Over the years I've done a number of experiments using Verilog, a hardware modeling language. In several of these experiments I have attempted to recreate old CPU designs like the MIT CADR lisp machine and the DEC PDP-8/I. My latest experiment is to recreate the PDP-11, in modern verlog, using modern simulation techniques.
Note that this has been done before. I know of at least 2-3 old microcoded versions and more recently there are 3 other groups which have done this, but in all the cases the code is either not in verilog or is proprietary and closed. Not very helpful.
I have not (yet) delved into SystemC, but I have done some fun work with co-simulation. Most recently I wired my RTL simulation of the pdp-11 in almost-verilog to a "known good" pdp-11 instruction set simulator. The idea is that both the RTL simulation and the instruction set simulator run the same code and at the end of each instruction cycle the results are compared. The "results" are the internal register values, the processor status word and the list of bus operations which occurred (address, type, data).
In a perfect world the two simulations will run in lock step and any deviation is a bug. And this is mostly true. The comparison turns out to be extremely helpful and very valuable.
Again, however, this is not new. I learned this technique from others who are smarter than I am.
While attempting to recreate the pdp-11 I ran into a number of interesting problems. The instruction set is fairly simple but it is not RISC. The effective address computations are complex and in many cases doubled. Let me supply an example:. Here is a list of the 8 addressing modes. A complex instruction can have a source operand (with one of these addressing modes) and a destination operand (with one of these addressing modes). So, in the worst case you need to compute the effective address and do one or more fetches for the source and destination.
mode symbol ea1 ea2 ea3 data side-effect 0 R x x x R x 1 (R) R x x M[R] x 2 (R)+ R X x M[R] R<-R+2 3 @(R)+ R M[R] x M[M[R]] R<-R+2 4 -(R) R-2 x x M[R-2] R<-R-2 5 @-(R) R-2 M[R-2] x M[M[R-2]] R<-R-2 6 X(R) PC M[PC]+R x M[M[PC]+R] x 7 @X(R) PC M[PC]+R M[M[PC]+R] M[M[M[PC]+R]] xSeems complex, yes? Each M[] is a memory read. The basic register indirect is simple. But modes 6 & 7 add the side effect of reading addition operand data from the next instruction location. This increments the pc as well as fetching an offset which gets added to the result of a previous EA calculation.

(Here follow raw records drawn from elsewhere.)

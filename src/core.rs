//! Transport-agnostic Kademlia logic.
//!
//! - **Routing**: [`RoutingTable`], k-buckets with ping-before-evict
//! - **Contacts**: [`DhtPeer`], a descriptor bound to a [`DhtNetwork`]
//! - **Node State Machine**: [`DhtNode`], the join lookup and the handlers
//!   behind `getClosestPeers` and `ping`

use std::sync::Arc;

use anyhow::Result;
use async_trait::async_trait;
use futures::future::join_all;
use tokio::sync::Mutex;
use tracing::{debug, info, trace};

use crate::config::DhtConfig;
use crate::contact_list::{HasPeerId, SortedContactList};
use crate::identity::{distance_cmp, xor_distance, PeerDescriptor, PeerId, PEER_ID_LEN};

const BUCKET_COUNT: usize = PEER_ID_LEN * 8;

// ============================================================================
// Routing Table
// ============================================================================

/// Find the bucket index for a peer relative to self.
///
/// The bucket index is the position of the first differing bit (0..=255).
/// Bucket 0 is the furthest, bucket 255 the closest.
fn bucket_index(self_id: &PeerId, other: &PeerId) -> usize {
    let dist = xor_distance(self_id, other);
    for (byte_idx, byte) in dist.iter().enumerate() {
        if *byte != 0 {
            return byte_idx * 8 + byte.leading_zeros() as usize;
        }
    }
    BUCKET_COUNT - 1
}

/// A single k-bucket, oldest contact first.
#[derive(Debug, Default, Clone)]
struct Bucket {
    contacts: Vec<PeerDescriptor>,
}

#[derive(Debug)]
enum BucketTouchOutcome {
    Inserted,
    /// Moved to the back; the stored descriptor is replaced by the newer one.
    Refreshed,
    Full {
        new_contact: PeerDescriptor,
        oldest: PeerDescriptor,
    },
}

/// A full bucket waiting for its oldest contact to answer a ping.
#[derive(Clone, Debug)]
struct PendingBucketUpdate {
    bucket_index: usize,
    oldest: PeerDescriptor,
    new_contact: PeerDescriptor,
}

impl Bucket {
    fn touch(&mut self, contact: PeerDescriptor, k: usize) -> BucketTouchOutcome {
        if let Some(pos) = self.position(&contact.peer_id) {
            self.contacts.remove(pos);
            self.contacts.push(contact);
            return BucketTouchOutcome::Refreshed;
        }
        match self.contacts.first() {
            Some(oldest) if self.contacts.len() >= k => BucketTouchOutcome::Full {
                oldest: oldest.clone(),
                new_contact: contact,
            },
            _ => {
                self.contacts.push(contact);
                BucketTouchOutcome::Inserted
            }
        }
    }

    fn refresh(&mut self, id: &PeerId) -> bool {
        match self.position(id) {
            Some(pos) => {
                let existing = self.contacts.remove(pos);
                self.contacts.push(existing);
                true
            }
            None => false,
        }
    }

    fn remove(&mut self, id: &PeerId) -> bool {
        match self.position(id) {
            Some(pos) => {
                self.contacts.remove(pos);
                true
            }
            None => false,
        }
    }

    fn position(&self, id: &PeerId) -> Option<usize> {
        self.contacts.iter().position(|c| &c.peer_id == id)
    }
}

/// Kademlia routing table with one bucket per bit of the id.
///
/// Buckets prefer long-lived contacts: a newcomer only replaces the oldest
/// entry of a full bucket when that entry fails a ping.
#[derive(Debug)]
pub struct RoutingTable {
    self_id: PeerId,
    k: usize,
    buckets: Vec<Bucket>,
}

impl RoutingTable {
    pub fn new(self_id: PeerId, k: usize) -> Self {
        Self {
            self_id,
            k,
            buckets: vec![Bucket::default(); BUCKET_COUNT],
        }
    }

    pub fn k(&self) -> usize {
        self.k
    }

    /// Add or refresh a contact; full buckets keep their current entries.
    pub fn update(&mut self, contact: PeerDescriptor) {
        let _ = self.update_with_pending(contact);
    }

    /// Add or refresh a contact, returning the eviction candidate when the
    /// bucket is full.
    fn update_with_pending(&mut self, contact: PeerDescriptor) -> Option<PendingBucketUpdate> {
        if contact.peer_id == self.self_id {
            return None;
        }
        let idx = bucket_index(&self.self_id, &contact.peer_id);
        match self.buckets[idx].touch(contact, self.k) {
            BucketTouchOutcome::Inserted | BucketTouchOutcome::Refreshed => None,
            BucketTouchOutcome::Full {
                new_contact,
                oldest,
            } => Some(PendingBucketUpdate {
                bucket_index: idx,
                oldest,
                new_contact,
            }),
        }
    }

    /// The `k` known contacts closest to `target`.
    pub fn closest(&self, target: &PeerId, k: usize) -> Vec<PeerDescriptor> {
        let mut all: Vec<PeerDescriptor> = self
            .buckets
            .iter()
            .flat_map(|b| b.contacts.iter().cloned())
            .collect();
        all.sort_by(|a, b| {
            distance_cmp(
                &xor_distance(&a.peer_id, target),
                &xor_distance(&b.peer_id, target),
            )
        });
        all.truncate(k);
        all
    }

    pub fn contains(&self, id: &PeerId) -> bool {
        self.buckets[bucket_index(&self.self_id, id)]
            .position(id)
            .is_some()
    }

    pub fn remove(&mut self, id: &PeerId) -> bool {
        let idx = bucket_index(&self.self_id, id);
        self.buckets[idx].remove(id)
    }

    pub fn len(&self) -> usize {
        self.buckets.iter().map(|b| b.contacts.len()).sum()
    }

    pub fn is_empty(&self) -> bool {
        self.len() == 0
    }

    /// Live oldest contacts are refreshed; dead ones make room for the newcomer.
    fn apply_ping_result(&mut self, pending: PendingBucketUpdate, oldest_alive: bool) {
        let k = self.k;
        let bucket = &mut self.buckets[pending.bucket_index];
        if oldest_alive {
            bucket.refresh(&pending.oldest.peer_id);
            return;
        }

        let _ = bucket.remove(&pending.oldest.peer_id);
        if bucket.position(&pending.new_contact.peer_id).is_some() {
            return;
        }
        if bucket.contacts.len() < k {
            bucket.contacts.push(pending.new_contact);
        }
    }
}

// ============================================================================
// Network Trait
// ============================================================================

/// RPC seam between the lookup logic and whatever carries the calls.
#[async_trait]
pub trait DhtNetwork: Send + Sync + 'static {
    /// Ask `to` for the contacts it knows closest to `target`.
    async fn get_closest_peers(&self, to: &PeerDescriptor, target: PeerId) -> Result<Vec<PeerDescriptor>>;

    /// Liveness check used by ping-before-evict.
    async fn ping(&self, to: &PeerDescriptor) -> Result<()>;
}

/// A remote peer together with the network used to reach it.
pub struct DhtPeer<N: DhtNetwork> {
    descriptor: PeerDescriptor,
    network: Arc<N>,
}

impl<N: DhtNetwork> Clone for DhtPeer<N> {
    fn clone(&self) -> Self {
        Self {
            descriptor: self.descriptor.clone(),
            network: self.network.clone(),
        }
    }
}

impl<N: DhtNetwork> HasPeerId for DhtPeer<N> {
    fn peer_id(&self) -> PeerId {
        self.descriptor.peer_id
    }
}

impl<N: DhtNetwork> DhtPeer<N> {
    pub fn new(descriptor: PeerDescriptor, network: Arc<N>) -> Self {
        Self {
            descriptor,
            network,
        }
    }

    pub fn descriptor(&self) -> &PeerDescriptor {
        &self.descriptor
    }

    pub async fn get_closest_peers(&self, target: PeerId) -> Result<Vec<PeerDescriptor>> {
        self.network.get_closest_peers(&self.descriptor, target).await
    }

    pub async fn ping(&self) -> Result<()> {
        self.network.ping(&self.descriptor).await
    }
}

// ============================================================================
// DHT Node
// ============================================================================

/// Kademlia node: a routing table, a long-lived neighbor list and the
/// [`DhtNetwork`] used to query other peers.
///
/// Generic over the network so tests can use an in-memory mock while a real
/// node uses [`crate::net::RpcDhtNetwork`].
///
/// # Key Methods
///
/// * [`join_dht`](Self::join_dht) - iterative lookup of our own id from entry points
/// * [`observe_contact`](Self::observe_contact) - feed the routing table
/// * [`handle_get_closest_peers`](Self::handle_get_closest_peers) - incoming `getClosestPeers`
/// * [`handle_ping`](Self::handle_ping) - incoming `ping`
pub struct DhtNode<N: DhtNetwork> {
    local: PeerDescriptor,
    config: DhtConfig,
    routing: Arc<Mutex<RoutingTable>>,
    neighbors: Mutex<SortedContactList<PeerDescriptor>>,
    network: Arc<N>,
}

impl<N: DhtNetwork> DhtNode<N> {
    pub fn new(local: PeerDescriptor, network: N, config: DhtConfig) -> Self {
        let id = local.peer_id;
        Self {
            routing: Arc::new(Mutex::new(RoutingTable::new(id, config.k))),
            neighbors: Mutex::new(SortedContactList::new(id, Some(config.neighbor_list_size))),
            network: Arc::new(network),
            local,
            config,
        }
    }

    pub fn local_descriptor(&self) -> &PeerDescriptor {
        &self.local
    }

    pub fn peer_id(&self) -> PeerId {
        self.local.peer_id
    }

    pub fn network(&self) -> &Arc<N> {
        &self.network
    }

    /// Record a peer in the routing table.
    ///
    /// If its bucket is full, a background task pings the oldest entry and
    /// evicts it only when the ping fails.
    pub async fn observe_contact(&self, contact: PeerDescriptor) {
        if contact.peer_id == self.local.peer_id {
            return;
        }
        let pending = {
            let mut rt = self.routing.lock().await;
            rt.update_with_pending(contact)
        };
        if let Some(update) = pending {
            self.spawn_bucket_refresh(update);
        }
    }

    fn spawn_bucket_refresh(&self, pending: PendingBucketUpdate) {
        let network = self.network.clone();
        let routing = self.routing.clone();
        tokio::spawn(async move {
            let alive = match network.ping(&pending.oldest).await {
                Ok(()) => true,
                Err(err) => {
                    debug!(peer = %pending.oldest, "ping failed: {err:#}");
                    false
                }
            };
            routing.lock().await.apply_ping_result(pending, alive);
        });
    }

    /// Drop a peer from the routing table and the neighbor list.
    pub async fn remove_contact(&self, id: &PeerId) {
        self.routing.lock().await.remove(id);
        self.neighbors.lock().await.remove_contact(id);
    }

    /// Incoming `getClosestPeers`: the caller becomes a contact and a neighbor.
    pub async fn handle_get_closest_peers(
        &self,
        caller: &PeerDescriptor,
        target: PeerId,
    ) -> Vec<PeerDescriptor> {
        let closest = {
            let rt = self.routing.lock().await;
            let mut closest = rt.closest(&target, self.config.k + 1);
            closest.retain(|c| c.peer_id != caller.peer_id);
            closest.truncate(self.config.k);
            closest
        };
        self.observe_contact(caller.clone()).await;
        self.neighbors.lock().await.add_contact(caller.clone());
        trace!(caller = %caller, returned = closest.len(), "answered getClosestPeers");
        closest
    }

    /// Incoming `ping`; echoes the nonce.
    pub async fn handle_ping(&self, caller: &PeerDescriptor, nonce: String) -> String {
        self.observe_contact(caller.clone()).await;
        nonce
    }

    /// Iteratively look up our own id starting from `entry_points` and return
    /// the accepted neighbor set.
    ///
    /// Rounds query `alpha` uncontacted contacts concurrently. A round that
    /// does not bring a closer contact is retried once against `k` contacts;
    /// the lookup stops when `k` contacts answered or nothing improves.
    /// Failed contacts stay contacted and inactive.
    pub async fn join_dht(&self, entry_points: &[PeerDescriptor]) -> Vec<PeerDescriptor> {
        let own_id = self.local.peer_id;
        for entry in entry_points {
            self.observe_contact(entry.clone()).await;
        }

        let alpha = self.config.alpha.max(1);
        let k = self.config.k.max(1);
        let mut shortlist: SortedContactList<DhtPeer<N>> = SortedContactList::new(own_id, None);
        let seeds = self.routing.lock().await.closest(&own_id, alpha);
        shortlist.add_contacts(
            seeds
                .into_iter()
                .map(|descriptor| DhtPeer::new(descriptor, self.network.clone())),
        );

        let mut escalated = false;
        loop {
            let width = if escalated { k } else { alpha };
            let batch = shortlist.get_uncontacted_contacts(width);
            if batch.is_empty() {
                break;
            }
            for peer in &batch {
                shortlist.set_contacted(&peer.peer_id());
            }

            let before = shortlist.get_closest_contact_id();
            let responses = join_all(batch.iter().map(|peer| peer.get_closest_peers(own_id))).await;
            for (peer, response) in batch.iter().zip(responses) {
                match response {
                    Ok(found) => {
                        shortlist.set_active(&peer.peer_id());
                        self.observe_contact(peer.descriptor().clone()).await;
                        for descriptor in found {
                            if descriptor.peer_id == own_id {
                                continue;
                            }
                            self.observe_contact(descriptor.clone()).await;
                            shortlist.add_contact(DhtPeer::new(descriptor, self.network.clone()));
                        }
                    }
                    Err(err) => debug!(peer = %peer.descriptor(), "getClosestPeers failed: {err:#}"),
                }
            }

            if shortlist.active_count() >= k {
                break;
            }
            let improved = match (before, shortlist.get_closest_contact_id()) {
                (Some(before), Some(after)) => {
                    shortlist.compare_ids(&after, &before) == std::cmp::Ordering::Less
                }
                (None, Some(_)) => true,
                _ => false,
            };
            if improved {
                escalated = false;
            } else if !escalated {
                trace!("no closer contact; widening the next round to k");
                escalated = true;
            } else {
                break;
            }
        }

        let accepted: Vec<PeerDescriptor> = shortlist
            .get_active_contacts()
            .into_iter()
            .map(|peer| peer.descriptor().clone())
            .collect();
        self.neighbors
            .lock()
            .await
            .add_contacts(accepted.iter().cloned());
        info!(peer = %self.local, neighbors = accepted.len(), "joined dht");
        accepted
    }

    /// The long-lived neighbor list, closest first.
    pub async fn neighbors(&self) -> Vec<PeerDescriptor> {
        self.neighbors.lock().await.get_all_contacts()
    }

    pub async fn neighbor_count(&self) -> usize {
        self.neighbors.lock().await.len()
    }

    pub async fn routing_table_size(&self) -> usize {
        self.routing.lock().await.len()
    }

    pub async fn closest_known(&self, target: &PeerId, limit: usize) -> Vec<PeerDescriptor> {
        self.routing.lock().await.closest(target, limit)
    }
}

So, how to implement this? My first thought was a complex state machine. After a while I got frustrated and thought it might be easier just to make a machine which recodes the old pdp-11 instruction into new "risc-like" instructions on the fly. Sort of a just-in-time binary recompilation. I think this is how modern day X86 machines work. The fun idea would be to have several "machines" running ahead and converting the pdp-11 CISC instructions into simple RISC instructions, filling several FIFO's. The then RISC engine could use modern ideas like a multi-stage pipeline, speculative execution and branch prediction. While very cool, I quickly decided that was more complexity than I wanted at this stage.
I do think, however that it might make sense initially to do a simple "recoding engine" and a simple "risc pipeline". I want to do it and compare the gate count to a state machine version.
So, I set out to do a simple state machine version. I tried to compress the states as much as possible but current feel there has to be a decode state, four states for each operand, an execute state and a write-back state. The four states for each operand can be reduced to a little as one, depending on how the instruction decodes. I tried to eliminate the single EA state for each operand but instructions like:
mov @(R5)+,@(R5)+
causes problems. Why? because the value of R5 is incremented twice, once after each EA calculation. If I did the EA and post-increment in one state I needed to special case the increment (to be 2x) if the both registers were equal. And it got to be a big mess. I capitulated, added a state, and reduced the complexity.
I should note here that all pdp-11's, except one, are microcoded. And I can see why.
At some point I do want to try an experiment by adding a pre-fetch unit, keeping at least 3 words available and doing the EA calculations in parallel. The EA calculation will stack up (i.e. stall) queuing up for memory reads, but it has the potential for being more efficient, especially if there is a cache which does burst reads and the line size is at least 8 bytes.
I know this might all sound crazy, but I've learned a lot in the process and almost everything I have learned has been useful in my day job.